── RECORDS FOR THE EXERCISE

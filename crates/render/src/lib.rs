use std::io::{Cursor, Write};
use std::path::{Path, PathBuf};
use std::sync::Arc;

use daw_transport::{AudioArc, AudioBuffer, ClipId, SoundAsset};

pub const EXPORT_SAMPLE_RATE: u32 = 44_100;
pub const EXPORT_CHANNELS: u16 = 2;

#[derive(Debug, thiserror::Error)]
pub enum RenderError {
    #[error("nothing to export: place at least one sound on the timeline")]
    NothingToExport,

    #[error("could not allocate a mix buffer of {frames} frames")]
    Allocation { frames: usize },

    #[error("WAV encoding failed: {0}")]
    Encode(#[from] hound::Error),

    #[error("IO error: {0}")]
    Io(#[from] std::io::Error),
}

/// One clip as the mixdown sees it: already converted from position units
/// to seconds by the arrangement's time mode.
#[derive(Debug, Clone)]
pub struct RenderClip {
    pub clip_id: ClipId,
    pub asset: Arc<SoundAsset>,
    pub start_secs: f64,
    pub duration_secs: f64,
}

impl RenderClip {
    pub fn end_secs(&self) -> f64 {
        self.start_secs + self.duration_secs
    }
}

pub fn seconds_to_samples(seconds: f64, sample_rate: u32) -> f64 {
    seconds * sample_rate as f64
}

/// Latest clip end in seconds; 0.0 when there is nothing audible.
pub fn mix_length_secs(clips: &[RenderClip]) -> f64 {
    clips
        .iter()
        .map(RenderClip::end_secs)
        .filter(|end| end.is_finite())
        .fold(0.0, f64::max)
}

/// Sum every clip into one stereo buffer.
///
/// Overlapping clips add; nothing is normalized, so the result may exceed
/// full scale until [`encode_wav`] clamps it. A clip whose audio cannot be
/// decoded or resampled is skipped and the rest of the mix still renders.
pub fn render_mixdown<F>(
    clips: &[RenderClip],
    sample_rate: u32,
    mut decode: F,
) -> Result<AudioBuffer, RenderError>
where
    F: FnMut(&SoundAsset) -> anyhow::Result<AudioArc>,
{
    let length_secs = mix_length_secs(clips);
    if length_secs <= 0.0 {
        return Err(RenderError::NothingToExport);
    }

    let total_frames = seconds_to_samples(length_secs, sample_rate).ceil() as usize;
    let output_channels = EXPORT_CHANNELS as usize;
    let total_samples = total_frames
        .checked_mul(output_channels)
        .ok_or(RenderError::Allocation {
            frames: total_frames,
        })?;

    let mut samples: Vec<f32> = Vec::new();
    samples
        .try_reserve_exact(total_samples)
        .map_err(|_| RenderError::Allocation {
            frames: total_frames,
        })?;
    samples.resize(total_samples, 0.0);

    for clip in clips {
        if !clip.start_secs.is_finite() {
            log::warn!("skipping clip {:?}: start is not finite", clip.clip_id);
            continue;
        }

        let audio = match decode(&clip.asset).and_then(|audio| audio.resample(sample_rate)) {
            Ok(audio) => audio,
            Err(e) => {
                log::warn!("skipping clip {:?} ('{}'): {e}", clip.clip_id, clip.asset.name);
                continue;
            }
        };

        let start_frame = seconds_to_samples(clip.start_secs, sample_rate)
            .round()
            .max(0.0) as usize;
        if start_frame >= total_frames {
            continue;
        }

        let source_channels = audio.channels() as usize;
        let source = audio.samples();
        let frames = audio.frames().min(total_frames - start_frame);

        for frame in 0..frames {
            let dst = (start_frame + frame) * output_channels;
            for ch in 0..output_channels {
                // Mono sources feed both outputs at full level.
                let source_ch = if source_channels == 1 { 0 } else { ch };
                if source_ch < source_channels {
                    samples[dst + ch] += source[frame * source_channels + source_ch];
                }
            }
        }
    }

    Ok(AudioBuffer {
        samples,
        sample_rate,
        channels: EXPORT_CHANNELS,
    })
}

/// Encode as canonical 16-bit PCM WAV.
pub fn encode_wav(buffer: &AudioBuffer) -> Result<Vec<u8>, RenderError> {
    let spec = hound::WavSpec {
        channels: buffer.channels,
        sample_rate: buffer.sample_rate,
        bits_per_sample: 16,
        sample_format: hound::SampleFormat::Int,
    };

    let mut cursor = Cursor::new(Vec::with_capacity(44 + buffer.samples.len() * 2));
    {
        let mut writer = hound::WavWriter::new(&mut cursor, spec)?;
        for &sample in &buffer.samples {
            writer.write_sample(to_i16(sample))?;
        }
        writer.finalize()?;
    }
    Ok(cursor.into_inner())
}

fn to_i16(sample: f32) -> i16 {
    (sample.clamp(-1.0, 1.0) * i16::MAX as f32) as i16
}

/// Encode and write `buffer` to `path`.
///
/// The file only appears once it is complete: bytes go to a sibling
/// temporary file that is renamed into place.
pub fn write_wav(buffer: &AudioBuffer, path: &Path) -> Result<(), RenderError> {
    let bytes = encode_wav(buffer)?;
    write_atomic(path, &bytes)?;
    log::info!(
        "exported {:.2}s of audio to {}",
        buffer.duration_secs(),
        path.display()
    );
    Ok(())
}

fn write_atomic(path: &Path, bytes: &[u8]) -> std::io::Result<()> {
    let partial = partial_path(path);
    let result = std::fs::File::create(&partial)
        .and_then(|mut file| {
            file.write_all(bytes)?;
            file.sync_all()
        })
        .and_then(|()| std::fs::rename(&partial, path));

    if result.is_err() {
        let _ = std::fs::remove_file(&partial);
    }
    result
}

fn partial_path(path: &Path) -> PathBuf {
    let name = path
        .file_name()
        .map(|n| n.to_string_lossy().into_owned())
        .unwrap_or_else(|| "export.wav".to_string());
    path.with_file_name(format!(".{name}.part"))
}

────

- [WHAT IS BEING ASKED] From the records above, return each line that has the string "RenderError".

- [SOLUTION FOR THIS PROBLEM]
pub enum RenderError {
) -> Result<AudioBuffer, RenderError>
        return Err(RenderError::NothingToExport);
        .ok_or(RenderError::Allocation {
        .map_err(|_| RenderError::Allocation {
pub fn encode_wav(buffer: &AudioBuffer) -> Result<Vec<u8>, RenderError> {
pub fn write_wav(buffer: &AudioBuffer, path: &Path) -> Result<(), RenderError> {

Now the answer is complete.